//! The seven warehouse tables
//!
//! Staging tables mirror the raw JSON sources column for column and are
//! spread EVEN for parallel ingest. The small reference dimensions (users,
//! artists, time) are replicated to every node (ALL) so joins against the
//! fact table stay local. Keys are logical only: nothing here declares a
//! foreign key, so tables can be created and dropped in any order.

use crate::types::{Column, ColumnType, DistStyle, TableDef, TableKind};

use ColumnType::{BigInt, Float, Int, SmallInt, Timestamp, Varchar};

// =============================================================================
// Staging
// =============================================================================

/// One row per raw user-activity log event. Column order matches the
/// JSONPaths descriptor used to load it.
pub static STAG_EVENTS: TableDef = TableDef {
    name: "StagEvents",
    kind: TableKind::Staging,
    dist_style: DistStyle::Even,
    columns: &[
        Column::new("artist", Varchar),
        Column::new("auth", Varchar),
        Column::new("firstName", Varchar),
        Column::new("gender", Varchar),
        Column::new("itemInSession", Int),
        Column::new("lastName", Varchar),
        Column::new("length", Float),
        Column::new("level", Varchar),
        Column::new("location", Varchar),
        Column::new("method", Varchar),
        Column::new("page", Varchar),
        Column::new("registration", Float),
        Column::new("sessionId", Int),
        Column::new("song", Varchar),
        Column::new("stats", Int),
        Column::new("ts", Timestamp),
        Column::new("userAgent", Varchar),
        Column::new("userId", Int),
    ],
};

/// One row per song-catalog record.
pub static STAG_SONGS: TableDef = TableDef {
    name: "StagSongs",
    kind: TableKind::Staging,
    dist_style: DistStyle::Even,
    columns: &[
        Column::new("num_songs", Int),
        Column::new("artist_id", Varchar),
        Column::new("artist_latitude", Float),
        Column::new("artist_longitude", Float),
        Column::new("artist_location", Varchar),
        Column::new("artist_name", Varchar),
        Column::new("song_id", Varchar),
        Column::new("title", Varchar),
        Column::new("duration", Float),
        Column::new("year", SmallInt),
    ],
};

// =============================================================================
// Fact
// =============================================================================

pub static FACT_SONGPLAYS: TableDef = TableDef {
    name: "FactSongPlays",
    kind: TableKind::Fact,
    dist_style: DistStyle::Auto,
    columns: &[
        Column::primary_key("songplay_id", BigInt).identity(0, 1),
        Column::new("start_time", Timestamp),
        Column::new("user_id", Int),
        Column::new("level", Varchar),
        Column::new("song_id", Varchar),
        Column::new("artist_id", Varchar),
        Column::new("session_id", Int),
        Column::new("location", Varchar),
        Column::new("user_agent", Varchar),
    ],
};

// =============================================================================
// Dimensions
// =============================================================================

pub static DIM_USERS: TableDef = TableDef {
    name: "DimUsers",
    kind: TableKind::Dimension,
    dist_style: DistStyle::All,
    columns: &[
        Column::primary_key("user_id", Int),
        Column::new("first_name", Varchar),
        Column::new("last_name", Varchar),
        Column::new("gender", Varchar),
        Column::new("level", Varchar),
    ],
};

pub static DIM_SONGS: TableDef = TableDef {
    name: "DimSongs",
    kind: TableKind::Dimension,
    dist_style: DistStyle::Auto,
    columns: &[
        Column::primary_key("song_id", Varchar),
        Column::required("title", Varchar),
        Column::required("artist_id", Varchar),
        Column::required("year", SmallInt),
        Column::required("duration", Float),
    ],
};

pub static DIM_ARTISTS: TableDef = TableDef {
    name: "DimArtists",
    kind: TableKind::Dimension,
    dist_style: DistStyle::All,
    columns: &[
        Column::primary_key("artist_id", Varchar),
        Column::required("name", Varchar),
        Column::new("location", Varchar),
        Column::new("latitude", Float),
        Column::new("longitude", Float),
    ],
};

pub static DIM_TIME: TableDef = TableDef {
    name: "DimTime",
    kind: TableKind::Dimension,
    dist_style: DistStyle::All,
    columns: &[
        Column::primary_key("start_time", Timestamp),
        Column::required("hour", SmallInt),
        Column::required("day", SmallInt),
        Column::required("week", SmallInt),
        Column::required("month", SmallInt),
        Column::required("year", SmallInt),
        Column::required("weekday", SmallInt),
    ],
};

/// Every table, staging first.
pub static ALL_TABLES: &[&TableDef] = &[
    &STAG_EVENTS,
    &STAG_SONGS,
    &FACT_SONGPLAYS,
    &DIM_USERS,
    &DIM_SONGS,
    &DIM_ARTISTS,
    &DIM_TIME,
];

/// Find a table by name, ignoring ASCII case.
pub fn table(name: &str) -> Option<&'static TableDef> {
    ALL_TABLES
        .iter()
        .copied()
        .find(|t| t.name.eq_ignore_ascii_case(name))
}

/// Tables of one kind, in catalog order.
pub fn tables_of_kind(kind: TableKind) -> impl Iterator<Item = &'static TableDef> {
    ALL_TABLES.iter().copied().filter(move |t| t.kind == kind)
}

#[cfg(test)]
#[path = "catalog_test.rs"]
mod tests;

» **WORK TASK**
The records above need to be duplicated. Keep every word unchanged.

» **SOLUTION FOR THIS PROBLEM**
//! The seven warehouse tables
//!
//! Staging tables mirror the raw JSON sources column for column and are
//! spread EVEN for parallel ingest. The small reference dimensions (users,
//! artists, time) are replicated to every node (ALL) so joins against the
//! fact table stay local. Keys are logical only: nothing here declares a
//! foreign key, so tables can be created and dropped in any order.

use crate::types::{Column, ColumnType, DistStyle, TableDef, TableKind};

use ColumnType::{BigInt, Float, Int, SmallInt, Timestamp, Varchar};

// =============================================================================
// Staging
// =============================================================================

/// One row per raw user-activity log event. Column order matches the
/// JSONPaths descriptor used to load it.
pub static STAG_EVENTS: TableDef = TableDef {
    name: "StagEvents",
    kind: TableKind::Staging,
    dist_style: DistStyle::Even,
    columns: &[
        Column::new("artist", Varchar),
        Column::new("auth", Varchar),
        Column::new("firstName", Varchar),
        Column::new("gender", Varchar),
        Column::new("itemInSession", Int),
        Column::new("lastName", Varchar),
        Column::new("length", Float),
        Column::new("level", Varchar),
        Column::new("location", Varchar),
        Column::new("method", Varchar),
        Column::new("page", Varchar),
        Column::new("registration", Float),
        Column::new("sessionId", Int),
        Column::new("song", Varchar),
        Column::new("stats", Int),
        Column::new("ts", Timestamp),
        Column::new("userAgent", Varchar),
        Column::new("userId", Int),
    ],
};

/// One row per song-catalog record.
pub static STAG_SONGS: TableDef = TableDef {
    name: "StagSongs",
    kind: TableKind::Staging,
    dist_style: DistStyle::Even,
    columns: &[
        Column::new("num_songs", Int),
        Column::new("artist_id", Varchar),
        Column::new("artist_latitude", Float),
        Column::new("artist_longitude", Float),
        Column::new("artist_location", Varchar),
        Column::new("artist_name", Varchar),
        Column::new("song_id", Varchar),
        Column::new("title", Varchar),
        Column::new("duration", Float),
        Column::new("year", SmallInt),
    ],
};

// =============================================================================
// Fact
// =============================================================================

pub static FACT_SONGPLAYS: TableDef = TableDef {
    name: "FactSongPlays",
    kind: TableKind::Fact,
    dist_style: DistStyle::Auto,
    columns: &[
        Column::primary_key("songplay_id", BigInt).identity(0, 1),
        Column::new("start_time", Timestamp),
        Column::new("user_id", Int),
        Column::new("level", Varchar),
        Column::new("song_id", Varchar),
        Column::new("artist_id", Varchar),
        Column::new("session_id", Int),
        Column::new("location", Varchar),
        Column::new("user_agent", Varchar),
    ],
};

// =============================================================================
// Dimensions
// =============================================================================

pub static DIM_USERS: TableDef = TableDef {
    name: "DimUsers",
    kind: TableKind::Dimension,
    dist_style: DistStyle::All,
    columns: &[
        Column::primary_key("user_id", Int),
        Column::new("first_name", Varchar),
        Column::new("last_name", Varchar),
        Column::new("gender", Varchar),
        Column::new("level", Varchar),
    ],
};

pub static DIM_SONGS: TableDef = TableDef {
    name: "DimSongs",
    kind: TableKind::Dimension,
    dist_style: DistStyle::Auto,
    columns: &[
        Column::primary_key("song_id", Varchar),
        Column::required("title", Varchar),
        Column::required("artist_id", Varchar),
        Column::required("year", SmallInt),
        Column::required("duration", Float),
    ],
};

pub static DIM_ARTISTS: TableDef = TableDef {
    name: "DimArtists",
    kind: TableKind::Dimension,
    dist_style: DistStyle::All,
    columns: &[
        Column::primary_key("artist_id", Varchar),
        Column::required("name", Varchar),
        Column::new("location", Varchar),
        Column::new("latitude", Float),
        Column::new("longitude", Float),
    ],
};

pub static DIM_TIME: TableDef = TableDef {
    name: "DimTime",
    kind: TableKind::Dimension,
    dist_style: DistStyle::All,
    columns: &[
        Column::primary_key("start_time", Timestamp),
        Column::required("hour", SmallInt),
        Column::required("day", SmallInt),
        Column::required("week", SmallInt),
        Column::required("month", SmallInt),
        Column::required("year", SmallInt),
        Column::required("weekday", SmallInt),
    ],
};

/// Every table, staging first.
pub static ALL_TABLES: &[&TableDef] = &[
    &STAG_EVENTS,
    &STAG_SONGS,
    &FACT_SONGPLAYS,
    &DIM_USERS,
    &DIM_SONGS,
    &DIM_ARTISTS,
    &DIM_TIME,
];

/// Find a table by name, ignoring ASCII case.
pub fn table(name: &str) -> Option<&'static TableDef> {
    ALL_TABLES
        .iter()
        .copied()
        .find(|t| t.name.eq_ignore_ascii_case(name))
}

/// Tables of one kind, in catalog order.
pub fn tables_of_kind(kind: TableKind) -> impl Iterator<Item = &'static TableDef> {
    ALL_TABLES.iter().copied().filter(move |t| t.kind == kind)
}

#[cfg(test)]
#[path = "catalog_test.rs"]
mod tests;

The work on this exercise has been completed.